I'm trying to get a .csv
file, filter some columns and create a new MySQL table with the new filtered df.
The issue is that I have one particular value within that .csv
with a different char set, as you can see below ('\ufeffY'
):
df['Supported'].unique()
array(['Y', '\ufeffY'], dtype=object)
After that, I created a new df
filtered with the columns renamed. I'm trying normalize those values. First, I'm removing unwanted possible spaces and then converting it to lower case (this column's value from the .CSV file should have in theory only "y" or "n")
df2['supported'] = df2['supported'].str.strip()
df2['supported'] = df2['supported'].str.lower()

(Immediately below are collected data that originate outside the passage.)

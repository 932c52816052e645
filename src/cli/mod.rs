//! CLI module for Eyeshade.
//!
//! This module provides the command-line interface:
//! - `commands`: Command definitions using clap derive
//! - `console`: Interactive commands read while the timer runs
//! - `display`: Output formatting and display logic

pub mod commands;
pub mod console;
pub mod display;

pub use commands::{Cli, Commands, ConfigCommand, SetArgs, Toggle};
pub use console::{parse_line, ConsoleCommand};
pub use display::Display;
//! Interactive commands read from stdin while `eyeshade run` is active.
//!
//! Each line is parsed with clap, without a binary name, so the usual
//! `help` output and error messages come for free.

use std::time::Duration;

use clap::{Parser, Subcommand};

use super::commands::Toggle;
use crate::types::AlarmCommand;

/// One console line.
#[derive(Parser, Debug)]
#[command(name = "eyeshade", no_binary_name = true, disable_version_flag = true)]
pub struct ConsoleLine {
    #[command(subcommand)]
    pub command: ConsoleCommand,
}

/// Commands accepted on the console.
#[derive(Subcommand, Debug, Clone, PartialEq, Eq)]
pub enum ConsoleCommand {
    /// Start a work phase now
    Work,
    /// Start a resting phase now
    Rest,
    /// Jump to the next phase
    Skip,
    /// Move the end of the current phase by MINUTES (negative shortens)
    Defer {
        #[arg(allow_negative_numbers = true)]
        minutes: i64,
    },
    /// Pause the countdown
    Pause,
    /// Resume the countdown
    Resume,
    /// Report that you stepped away (pauses work when auto-pause is on)
    Away,
    /// Report that you are back
    Back,
    /// Show the current status
    Status,
    /// Change a setting
    Set {
        #[command(subcommand)]
        setting: ConsoleSetting,
    },
    /// Leave the console
    #[command(alias = "exit")]
    Quit,
}

/// Settings that can be changed from the console.
#[derive(Subcommand, Debug, Clone, PartialEq, Eq)]
pub enum ConsoleSetting {
    /// Work duration in minutes
    Work {
        #[arg(value_parser = clap::value_parser!(u64).range(1..=1440))]
        minutes: u64,
    },
    /// Resting duration in minutes
    Rest {
        #[arg(value_parser = clap::value_parser!(u64).range(1..=1440))]
        minutes: u64,
    },
    /// Pre-alert lead time in seconds
    Notify {
        #[arg(value_parser = clap::value_parser!(u64).range(1..=3600))]
        seconds: u64,
    },
    /// Ringer volume (0-100)
    Volume {
        #[arg(value_parser = clap::value_parser!(u32).range(0..=100))]
        value: u32,
    },
    /// Pause work automatically while you are away
    AutoPause {
        #[arg(value_enum)]
        value: Toggle,
    },
}

/// Parses one input line. Blank lines yield `Ok(None)`.
///
/// # Errors
///
/// Returns the clap error (which includes `help` output) for anything else.
pub fn parse_line(line: &str) -> Result<Option<ConsoleCommand>, clap::Error> {
    let words: Vec<&str> = line.split_whitespace().collect();
    if words.is_empty() {
        return Ok(None);
    }
    ConsoleLine::try_parse_from(words).map(|parsed| Some(parsed.command))
}

impl ConsoleCommand {
    /// Translates the line into an alarm command. `quit` has none.
    pub fn to_alarm_command(&self) -> Option<AlarmCommand> {
        let command = match self {
            ConsoleCommand::Work => AlarmCommand::Work,
            ConsoleCommand::Rest => AlarmCommand::Rest,
            ConsoleCommand::Skip => AlarmCommand::Skip,
            ConsoleCommand::Defer { minutes } => AlarmCommand::Defer {
                delta_ms: minutes.saturating_mul(60_000),
            },
            ConsoleCommand::Pause => AlarmCommand::UserPause,
            ConsoleCommand::Resume => AlarmCommand::UserResume,
            ConsoleCommand::Away => AlarmCommand::SmartPause,
            ConsoleCommand::Back => AlarmCommand::SmartAwake,
            ConsoleCommand::Status => AlarmCommand::Status,
            ConsoleCommand::Set { setting } => match setting {
                ConsoleSetting::Work { minutes } => {
                    AlarmCommand::SetWorkTime(Duration::from_secs(minutes * 60))
                }
                ConsoleSetting::Rest { minutes } => {
                    AlarmCommand::SetRestingTime(Duration::from_secs(minutes * 60))
                }
                ConsoleSetting::Notify { seconds } => {
                    AlarmCommand::SetNotifyTime(Duration::from_secs(*seconds))
                }
                ConsoleSetting::Volume { value } => AlarmCommand::SetRingerVolume(*value),
                ConsoleSetting::AutoPause { value } => {
                    AlarmCommand::SetAutoPauseWhenUserLeave(value.enabled())
                }
            },
            ConsoleCommand::Quit => return None,
        };
        Some(command)
    }
}

#[cfg(test)]
mod tests {
    use super::*;

    fn parse(line: &str) -> ConsoleCommand {
        parse_line(line).unwrap().unwrap()
    }

    #[test]
    fn test_blank_line_is_none() {
        assert!(parse_line("").unwrap().is_none());
        assert!(parse_line("   \t").unwrap().is_none());
    }

    #[test]
    fn test_simple_commands() {
        assert_eq!(parse("work"), ConsoleCommand::Work);
        assert_eq!(parse("  rest  "), ConsoleCommand::Rest);
        assert_eq!(parse("away"), ConsoleCommand::Away);
        assert_eq!(parse("exit"), ConsoleCommand::Quit);
    }

    #[test]
    fn test_defer_accepts_negative_minutes() {
        assert_eq!(parse("defer 5"), ConsoleCommand::Defer { minutes: 5 });
        assert_eq!(parse("defer -3"), ConsoleCommand::Defer { minutes: -3 });
        assert_eq!(
            parse("defer -3").to_alarm_command(),
            Some(AlarmCommand::Defer { delta_ms: -180_000 })
        );
    }

    #[test]
    fn test_set_commands() {
        assert_eq!(
            parse("set work 30").to_alarm_command(),
            Some(AlarmCommand::SetWorkTime(Duration::from_secs(1800)))
        );
        assert_eq!(
            parse("set notify 15").to_alarm_command(),
            Some(AlarmCommand::SetNotifyTime(Duration::from_secs(15)))
        );
        assert_eq!(
            parse("set auto-pause off").to_alarm_command(),
            Some(AlarmCommand::SetAutoPauseWhenUserLeave(false))
        );
    }

    #[test]
    fn test_pause_commands_map_to_reasons() {
        assert_eq!(parse("pause").to_alarm_command(), Some(AlarmCommand::UserPause));
        assert_eq!(parse("back").to_alarm_command(), Some(AlarmCommand::SmartAwake));
        assert_eq!(parse("quit").to_alarm_command(), None);
    }

    #[test]
    fn test_invalid_lines_are_errors() {
        assert!(parse_line("sleep").is_err());
        assert!(parse_line("defer").is_err());
        assert!(parse_line("set volume 101").is_err());
        assert!(parse_line("set work 0").is_err());
    }

    #[test]
    fn test_help_is_reported_as_error_kind() {
        let err = parse_line("help").unwrap_err();
        assert_eq!(err.kind(), clap::error::ErrorKind::DisplayHelp);
    }
}
//! Daemon module for Eyeshade.
//!
//! This module contains the countdown machinery:
//! - `clock`: Monotonic time sources (tokio-backed and manual)
//! - `schedule`: Adaptive progress-notification delays
//! - `alarm`: The work/rest state machine and its events
//! - `service`: Shared async handle and the timer driver task

pub mod alarm;
pub mod clock;
pub mod schedule;
pub mod service;

pub use alarm::{AlarmClock, AlarmClockEvent};
pub use clock::{Clock, ManualClock, TokioClock};
pub use service::AlarmClockService;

Then, I'm trying to set to "?"
anything that is different from "y" or "n", which I believe would fix that '\ufeffY'
value from the original df.
df2.loc[~df2['supported'].isin(['y', 'n']), 'supported'] = '?'
If I check df2['supported'].unique()
after the operation above, I got this:
array(['y', '?'], dtype=object)
I assumed that the '?'
would be, maybe among other values, the '\ufeffY'
that I'm trying to get rid of, and then I'm trying to use that df2
with sqlalchemy
to create a new table by this:
df2.to_sql('ServersList', engine, index=False, if_exists='replace',
dtype={'supported': sqlalchemy.types.Text,
'server_name': sqlalchemy.types.Text,
'owner': sqlalchemy.types.Text,
'critical': sqlalchemy.types.Text,
'business_function': sqlalchemy.types.Text,
'IP': sqlalchemy.types.Text,
'activated': sqlalchemy.types.DateTime(),
'service_type': sqlalchemy.types.Text,
'platform': sqlalchemy.types.Text,
'OS': sqlalchemy.types.Text,
'classification': sqlalchemy.types.Text,
'support_team': sqlalchemy.types.Text,
'virtual_server': sqlalchemy.types.Text,
'host_name': sqlalchemy.types.Text,
'location': sqlalchemy.types.Text,
'log': sqlalchemy.types.DateTime()}
)
And that is when I got the following error:
UnicodeEncodeError: 'charmap' codec can't encode character '\ufeff' in position 10: character maps to <undefined>
The message is pretty clear, but I thought that df2 would not have that value anymore and therefore it should work.
Obviously I'm missing something here.